VA's OIG launched an investigation after receiving an anonymous tip on the VA complaint hotline a year ago, alleging that encryption software was installed on only 40,000 computers.
Background
In 2006, an unencrypted external hard drive with personal data on 26 million veterans was stolen from a VA employee's home.
In response to the security breach, James Nicholson, then VA secretary, called for encryption software to be installed on all the agency's laptops and PCs (Wait, InformationWeek, 10/19).
VA purchased 300,000 encryption licenses in 2006 and purchased another 100,000 licenses in 2011, at a total cost of $5.9 million, according to the OIG report (Whiting, FierceGovernmentIT, 10/16).
The report comes after Roger Baker -- VA CIO and assistant secretary for VA's Office of Information and Technology -- in August said VA verified that 99% of agency laptops now are encrypted (iHealthBeat, 8/7).
Main Findings
In the report, which is dated Oct. 11, OIG said VA has installed and activated only 65,000 -- or about 16% -- of the Guardian Edge encryption licenses it purchased since the 2006 breach.

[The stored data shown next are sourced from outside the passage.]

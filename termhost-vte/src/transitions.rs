//! Transition helpers for the `termhost-vte` finite state machine.
//!
//! The VTE parser is driven by a table of state transitions that mirrors the
//! DEC/ECMA-48 specification. Each function in this module is responsible for a
//! specific parser state: given an input byte it returns the next [`State`] and
//! the [`Action`] the higher level controller should perform. This keeps
//! terminal emulation logic table-driven and makes it straightforward to audit
//! coverage for the different control-sequence families (ESC, CSI, DCS, OSC,
//! SOS/PM/APC, and UTF-8 handling).

use crate::enums::{Action, State};

/// Transition that applies from any state when processing C1 controls and
/// common single-byte sequences.
#[inline(always)]
const fn anywhere(state: State, byte: u8) -> (State, Action) {
    use Action::*;
    use State::*;

    match byte {
        0x18 | 0x1a | 0x80..=0x8f | 0x91..=0x97 | 0x99 | 0x9a => {
            (Ground, Execute)
        },
        0x9c => (Ground, None),
        0x1b => (Escape, None),
        0x98 | 0x9e | 0x9f => (SosPmApcString, None),
        0x90 => (DcsEntry, None),
        0x9d => (OscString, None),
        0x9b => (CsiEntry, None),
        _ => (state, None),
    }
}

/// Ground state handling printable data and C0 controls.
#[inline(always)]
const fn ground(byte: u8) -> (State, Action) {
    use Action::*;
    use State::*;

    match byte {
        0x00..=0x17 | 0x19 | 0x1c..=0x1f => (Ground, Execute),
        0x20..=0x7f => (Ground, Print),
        0xc2..=0xf4 => (Utf8Sequence, Utf8),
        // Not a C1 control and not a valid UTF-8 lead byte: treat as a lone
        // high byte and fall back to its Latin-1 codepoint.
        0xa0..=0xc1 | 0xf5..=0xff => (Ground, Print),
        _ => anywhere(Ground, byte),
    }
}

/// ESC state waiting for the next byte to identify the sequence family.
#[inline(always)]
const fn escape(byte: u8) -> (State, Action) {
    use Action::*;
    use State::*;

    match byte {
        0x00..=0x17 | 0x19 | 0x1c..=0x1f => (Escape, Execute),
        0x7f => (Escape, Ignore),
        0x20..=0x2f => (EscapeIntermediate, Collect),
        0x30..=0x4f | 0x51..=0x57 | 0x59 | 0x5a | 0x5c | 0x60..=0x7e => {
            (Ground, EscDispatch)
        },
        0x5b => (CsiEntry, None),
        0x5d => (OscString, None),
        0x50 => (DcsEntry, None),
        0x58 | 0x5e | 0x5f => (SosPmApcString, None),
        _ => anywhere(Escape, byte),
    }
}

/// ESC state that collects intermediate bytes before dispatch.
#[inline(always)]
const fn escape_intermidiate(byte: u8) -> (State, Action) {
    use Action::*;
    use State::*;

    match byte {
        0x00..=0x17 | 0x19 | 0x1c..=0x1f => (EscapeIntermediate, Execute),
        0x20..=0x2f => (EscapeIntermediate, Collect),
        0x7f => (EscapeIntermediate, Ignore),
        0x30..=0x7e => (Ground, EscDispatch),
        _ => anywhere(EscapeIntermediate, byte),
    }
}

/// CSI entry point that validates and routes subsequent parameter bytes.
#[inline(always)]
const fn csi_entry(byte: u8) -> (State, Action) {
    use Action::*;
    use State::*;

    match byte {
        0x00..=0x17 | 0x19 | 0x1c..=0x1f => (CsiEntry, Execute),
        0x7f => (CsiEntry, Ignore),
        0x20..=0x2f => (CsiIntermediate, Collect),
        0x3a => (CsiIgnore, None),
        0x30..=0x39 | 0x3b => (CsiParam, Param),
        0x3c..=0x3f => (CsiParam, Collect),
        0x40..=0x7e => (Ground, CsiDispatch),
        _ => anywhere(CsiEntry, byte),
    }
}

/// CSI parameter collection handling numeric fields and separators.
#[inline(always)]
const fn csi_param(byte: u8) -> (State, Action) {
    use Action::*;
    use State::*;

    match byte {
        0x00..=0x17 | 0x19 | 0x1c..=0x1f => (CsiParam, Execute),
        0x30..=0x3b => (CsiParam, Param),
        0x7f => (CsiParam, Ignore),
        0x3c..=0x3f => (CsiIgnore, None),
        0x20..=0x2f => (CsiIntermediate, Collect),
        0x40..=0x7e => (Ground, CsiDispatch),
        _ => anywhere(CsiParam, byte),
    }
}

/// CSI intermediate state collecting extra bytes prior to dispatch.
#[inline(always)]
const fn csi_intermediate(byte: u8) -> (State, Action) {
    use Action::*;
    use State::*;

    match byte {
        0x00..=0x17 | 0x19 | 0x1c..=0x1f => (CsiIntermediate, Execute),
        0x20..=0x2f => (CsiIntermediate, Collect),
        0x7f => (CsiIntermediate, Ignore),
        0x30..=0x3f => (CsiIntermediate, None),
        0x40..=0x7e => (Ground, CsiDispatch),
        _ => anywhere(CsiIntermediate, byte),
    }
}

/// CSI ignore state consuming bytes after an invalid introducer.
#[inline(always)]
const fn csi_ignore(byte: u8) -> (State, Action) {
    use Action::*;
    use State::*;

    match byte {
        0x00..=0x17 | 0x19 | 0x1c..=0x1f => (CsiIgnore, Execute),
        0x20..=0x3f | 0x7f => (CsiIgnore, Ignore),
        0x40..=0x7e => (Ground, None),
        _ => anywhere(CsiIgnore, byte),
    }
}

/// DCS entry point collecting the introducer and preparing parameters.
#[inline(always)]
const fn dcs_entry(byte: u8) -> (State, Action) {
    use Action::*;
    use State::*;

    match byte {
        0x00..=0x17 | 0x19 | 0x1c..=0x1f => (State::DcsEntry, Action::Execute),
        0x7f => (DcsEntry, Ignore),
        0x3a => (DcsIgnore, None),
        0x20..=0x2f => (DcsIntermediate, Collect),
        0x30..=0x39 | 0x3b => (DcsParam, Param),
        0x3c..=0x3f => (DcsParam, Collect),
        0x40..=0x7e => (DcsPassthrough, None),
        _ => anywhere(DcsEntry, byte),
    }
}

/// DCS parameter collection equivalent to `csi_param` but for DCS strings.
#[inline(always)]
const fn dcs_param(byte: u8) -> (State, Action) {
    use Action::*;
    use State::*;

    match byte {
        0x00..=0x17 | 0x19 | 0x1c..=0x1f | 0x7f => (DcsParam, Ignore),
        0x30..=0x39 | 0x3b => (DcsParam, Param),
        0x3a | 0x3c..=0x3f => (DcsIgnore, None),
        0x20..=0x2f => (DcsIntermediate, Collect),
        0x40..=0x7e => (DcsPassthrough, None),
        _ => anywhere(DcsParam, byte),
    }
}

/// DCS intermediate handler prior to entering passthrough mode.
#[inline(always)]
const fn dcs_intermediate(byte: u8) -> (State, Action) {
    use Action::*;
    use State::*;

    match byte {
        0x00..=0x17 | 0x19 | 0x1c..=0x1f | 0x7f => (DcsIntermediate, Ignore),
        0x20..=0x2f => (DcsIntermediate, Collect),
        0x30..=0x3f => (DcsIgnore, None),
        0x40..=0x7e => (DcsPassthrough, None),
        _ => anywhere(DcsIntermediate, byte),
    }
}

/// DCS passthrough mode forwarding payload bytes to the active handler.
#[inline(always)]
const fn dcs_passthrough(byte: u8) -> (State, Action) {
    use Action::*;
    use State::*;

    match byte {
        // String Terminator (ST) in 8-bit form.
        0x9c => (Ground, None),
        // Mirror common VTE behavior: DCS payload is effectively a byte stream
        // (e.g. sixel or app-specific protocols). Accept high-bit bytes as
        // payload too, otherwise UTF-8 continuation bytes (0x80..=0xBF) can be
        // misinterpreted as C1 controls and prematurely terminate the DCS.
        0x00..=0x17
        | 0x19
        | 0x1c..=0x1f
        | 0x20..=0x7e
        | 0x80..=0x9b
        | 0x9d..=0xff => (DcsPassthrough, Put),
        0x7f => (DcsPassthrough, Ignore),
        _ => anywhere(DcsPassthrough, byte),
    }
}

/// DCS ignore state swallowing bytes after a malformed sequence.
#[inline(always)]
const fn dcs_ignore(byte: u8) -> (State, Action) {
    use Action::*;
    use State::*;

    match byte {
        // String Terminator (ST) in 8-bit form.
        0x9c => (Ground, None),
        0x00..=0x17
        | 0x19
        | 0x1c..=0x1f
        | 0x20..=0x7f
        | 0x80..=0x9b
        | 0x9d..=0xff => (DcsIgnore, Ignore),
        _ => anywhere(DcsIgnore, byte),
    }
}

/// OSC payload collection until BEL or ST is observed.
#[inline(always)]
const fn osc_string(byte: u8) -> (State, Action) {
    use Action::*;
    use State::*;

    match byte {
        0x00..=0x06 | 0x08..=0x17 | 0x19 | 0x1c..=0x1f => (OscString, Ignore),
        0x07 => (Ground, Ignore),
        0x20..=0x7f => (OscString, OscPut),
        0xc2..=0xf4 => (Utf8Sequence, Utf8),
        _ => anywhere(OscString, byte),
    }
}

/// SOS/PM/APC string collection mirroring OSC but with a different terminator.
#[inline(always)]
const fn sos_pm_apc_string(byte: u8) -> (State, Action) {
    use Action::*;
    use State::*;

    match byte {
        0x00..=0x17 | 0x19 | 0x1c..=0x1f | 0x20..=0x7f => {
            (SosPmApcString, Ignore)
        },
        _ => anywhere(SosPmApcString, byte),
    }
}

/// Action to trigger upon entering a new state before reading the next byte.
#[inline(always)]
pub(crate) const fn entry_action(state: State) -> Action {
    use Action::*;
    use State::*;

    match state {
        Ground => None,
        Escape => Clear,
        EscapeIntermediate => None,
        CsiEntry => Clear,
        CsiParam => None,
        CsiIntermediate => None,
        CsiIgnore => None,
        DcsEntry => Clear,
        DcsParam => None,
        DcsIntermediate => None,
        DcsPassthrough => Hook,
        DcsIgnore => None,
        OscString => OscStart,
        SosPmApcString => None,
        Anywhere => None,
        Utf8Sequence => None,
        Nothing => None,
    }
}

/// Action to trigger after leaving a state, typically to finalize buffers.
#[inline(always)]
pub(crate) const fn exit_action(state: State) -> Action {
    use Action::*;
    use State::*;

    match state {
        Ground => None,
        Escape => None,
        EscapeIntermediate => None,
        CsiEntry => None,
        CsiParam => None,
        CsiIntermediate => None,
        CsiIgnore => None,
        DcsEntry => None,
        DcsParam => None,
        DcsIntermediate => None,
        DcsPassthrough => Unhook,
        DcsIgnore => None,
        OscString => OscEnd,
        SosPmApcString => None,
        Anywhere => None,
        Utf8Sequence => None,
        Nothing => None,
    }
}

/// Action to trigger in default ut8 parsing branch
#[inline(always)]
pub(crate) const fn utf8_state_action(state: State) -> Action {
    use Action::*;
    use State::*;

    match state {
        Ground => Print,
        OscString => OscPut,
        _ => None,
    }
}

/// Core transition table that delegates to state-specific helpers.
#[inline(always)]
pub(crate) const fn transit(state: State, byte: u8) -> (State, Action) {
    use Action::*;
    use State::*;

    match state {
        Ground => ground(byte),
        Escape => escape(byte),
        EscapeIntermediate => escape_intermidiate(byte),
        CsiEntry => csi_entry(byte),
        CsiParam => csi_param(byte),
        CsiIntermediate => csi_intermediate(byte),
        CsiIgnore => csi_ignore(byte),
        DcsEntry => dcs_entry(byte),
        DcsParam => dcs_param(byte),
        DcsIntermediate => dcs_intermediate(byte),
        DcsIgnore => dcs_ignore(byte),
        DcsPassthrough => dcs_passthrough(byte),
        OscString => osc_string(byte),
        SosPmApcString => sos_pm_apc_string(byte),
        Anywhere => anywhere(Anywhere, byte),
        _ => (Nothing, None),
    }
}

OIG said the figure is based on the number of computers that had logged onto the Guardian Edge/Symantec server over a three-month period earlier this year and could include duplicate counts for computers.
The unused 335,000 licenses have led to "about $5.1 million in questioned costs," and their inactive status means that "veterans' personally identifiable information remains at risk of inadvertent or fraudulent access," according to the report.
Encryption Barriers
Officials from VA's OIT told OIG auditors that the main reason for the lack of encryption was incompatibility issues between different VA computers and the encryption software.
According to OIG, "OIT discontinued installation of the encryption software until OIT could upgrade and standardize VA's computer equipment."
Recommendations
OIG recommended that VA's CIO assess the encryption software project to determine if the software still is compatible with VA systems and meets its needs.
OIT then should create a plan to install and activate the remaining licenses, according to OIG (FierceGovernmentIT, 10/16).